Stored entries
--------

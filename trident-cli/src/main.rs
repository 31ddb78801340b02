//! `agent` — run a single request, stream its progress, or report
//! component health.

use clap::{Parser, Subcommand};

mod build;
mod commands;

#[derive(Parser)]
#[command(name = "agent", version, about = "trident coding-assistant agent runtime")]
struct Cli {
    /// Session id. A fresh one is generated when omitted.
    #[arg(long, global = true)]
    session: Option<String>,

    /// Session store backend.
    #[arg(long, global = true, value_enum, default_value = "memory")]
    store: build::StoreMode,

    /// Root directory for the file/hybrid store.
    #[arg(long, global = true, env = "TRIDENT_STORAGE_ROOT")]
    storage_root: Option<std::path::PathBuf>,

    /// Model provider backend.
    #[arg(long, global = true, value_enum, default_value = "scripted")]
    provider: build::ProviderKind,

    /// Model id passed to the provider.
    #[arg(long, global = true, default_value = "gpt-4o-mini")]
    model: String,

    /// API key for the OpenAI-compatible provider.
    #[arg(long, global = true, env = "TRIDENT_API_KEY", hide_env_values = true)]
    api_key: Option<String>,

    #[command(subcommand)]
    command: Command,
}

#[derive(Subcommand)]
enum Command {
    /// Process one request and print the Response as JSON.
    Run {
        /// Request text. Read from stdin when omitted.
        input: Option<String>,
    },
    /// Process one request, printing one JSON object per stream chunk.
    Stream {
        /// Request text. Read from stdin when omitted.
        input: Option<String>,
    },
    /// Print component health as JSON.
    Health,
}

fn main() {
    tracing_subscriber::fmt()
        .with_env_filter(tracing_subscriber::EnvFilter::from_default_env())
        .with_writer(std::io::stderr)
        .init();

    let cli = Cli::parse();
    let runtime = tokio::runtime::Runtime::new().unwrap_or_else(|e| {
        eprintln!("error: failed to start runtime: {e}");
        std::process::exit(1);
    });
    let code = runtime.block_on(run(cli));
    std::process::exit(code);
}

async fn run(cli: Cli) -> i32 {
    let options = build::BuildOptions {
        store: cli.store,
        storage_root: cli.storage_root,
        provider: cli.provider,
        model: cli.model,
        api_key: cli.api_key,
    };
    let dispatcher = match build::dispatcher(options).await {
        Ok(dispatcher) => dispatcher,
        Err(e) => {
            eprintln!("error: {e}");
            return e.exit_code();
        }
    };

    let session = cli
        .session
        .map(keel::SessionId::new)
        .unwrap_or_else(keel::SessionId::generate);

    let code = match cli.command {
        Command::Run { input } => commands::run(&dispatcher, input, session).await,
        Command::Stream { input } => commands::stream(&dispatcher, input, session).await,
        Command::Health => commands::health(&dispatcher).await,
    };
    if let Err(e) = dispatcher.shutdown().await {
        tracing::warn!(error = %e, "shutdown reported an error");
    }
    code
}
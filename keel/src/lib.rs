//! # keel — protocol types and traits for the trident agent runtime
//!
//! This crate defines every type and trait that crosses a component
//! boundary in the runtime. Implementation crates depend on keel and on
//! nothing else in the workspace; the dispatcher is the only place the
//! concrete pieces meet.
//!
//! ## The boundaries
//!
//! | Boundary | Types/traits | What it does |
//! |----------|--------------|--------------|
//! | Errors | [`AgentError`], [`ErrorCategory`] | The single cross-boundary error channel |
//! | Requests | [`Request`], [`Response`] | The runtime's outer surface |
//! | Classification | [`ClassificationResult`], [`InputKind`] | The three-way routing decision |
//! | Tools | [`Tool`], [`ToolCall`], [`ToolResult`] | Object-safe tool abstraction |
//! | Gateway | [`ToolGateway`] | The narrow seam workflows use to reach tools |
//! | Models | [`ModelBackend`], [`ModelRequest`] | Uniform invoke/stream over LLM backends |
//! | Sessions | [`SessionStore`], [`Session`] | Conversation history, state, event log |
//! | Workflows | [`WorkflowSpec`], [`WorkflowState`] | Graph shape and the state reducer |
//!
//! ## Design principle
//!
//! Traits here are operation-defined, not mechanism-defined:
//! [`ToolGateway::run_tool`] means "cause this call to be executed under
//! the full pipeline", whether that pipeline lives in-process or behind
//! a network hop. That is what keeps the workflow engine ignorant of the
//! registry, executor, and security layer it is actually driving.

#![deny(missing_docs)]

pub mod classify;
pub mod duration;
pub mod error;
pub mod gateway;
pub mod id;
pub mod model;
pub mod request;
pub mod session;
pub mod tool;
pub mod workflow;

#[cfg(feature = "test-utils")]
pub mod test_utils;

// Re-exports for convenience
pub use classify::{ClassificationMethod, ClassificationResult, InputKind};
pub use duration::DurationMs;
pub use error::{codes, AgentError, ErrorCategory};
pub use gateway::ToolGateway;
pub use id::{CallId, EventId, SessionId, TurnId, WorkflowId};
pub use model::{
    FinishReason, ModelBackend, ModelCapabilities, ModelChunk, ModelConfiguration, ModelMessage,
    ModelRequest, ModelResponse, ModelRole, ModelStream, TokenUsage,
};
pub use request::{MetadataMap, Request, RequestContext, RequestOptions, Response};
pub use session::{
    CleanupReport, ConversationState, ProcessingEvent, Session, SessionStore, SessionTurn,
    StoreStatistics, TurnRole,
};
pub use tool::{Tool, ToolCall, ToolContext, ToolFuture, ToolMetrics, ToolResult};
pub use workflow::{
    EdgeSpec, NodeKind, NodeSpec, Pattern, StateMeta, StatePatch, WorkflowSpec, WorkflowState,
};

--------

What is needed: After locating the line with "pub mod error;", please repeat it and every line after it exactly, through the end of the data above.

Written response:
pub mod error;
pub mod gateway;
pub mod id;
pub mod model;
pub mod request;
pub mod session;
pub mod tool;
pub mod workflow;

#[cfg(feature = "test-utils")]
pub mod test_utils;

// Re-exports for convenience
pub use classify::{ClassificationMethod, ClassificationResult, InputKind};
pub use duration::DurationMs;
pub use error::{codes, AgentError, ErrorCategory};
pub use gateway::ToolGateway;
pub use id::{CallId, EventId, SessionId, TurnId, WorkflowId};
pub use model::{
    FinishReason, ModelBackend, ModelCapabilities, ModelChunk, ModelConfiguration, ModelMessage,
    ModelRequest, ModelResponse, ModelRole, ModelStream, TokenUsage,
};
pub use request::{MetadataMap, Request, RequestContext, RequestOptions, Response};
pub use session::{
    CleanupReport, ConversationState, ProcessingEvent, Session, SessionStore, SessionTurn,
    StoreStatistics, TurnRole,
};
pub use tool::{Tool, ToolCall, ToolContext, ToolFuture, ToolMetrics, ToolResult};
pub use workflow::{
    EdgeSpec, NodeKind, NodeSpec, Pattern, StateMeta, StatePatch, WorkflowSpec, WorkflowState,
};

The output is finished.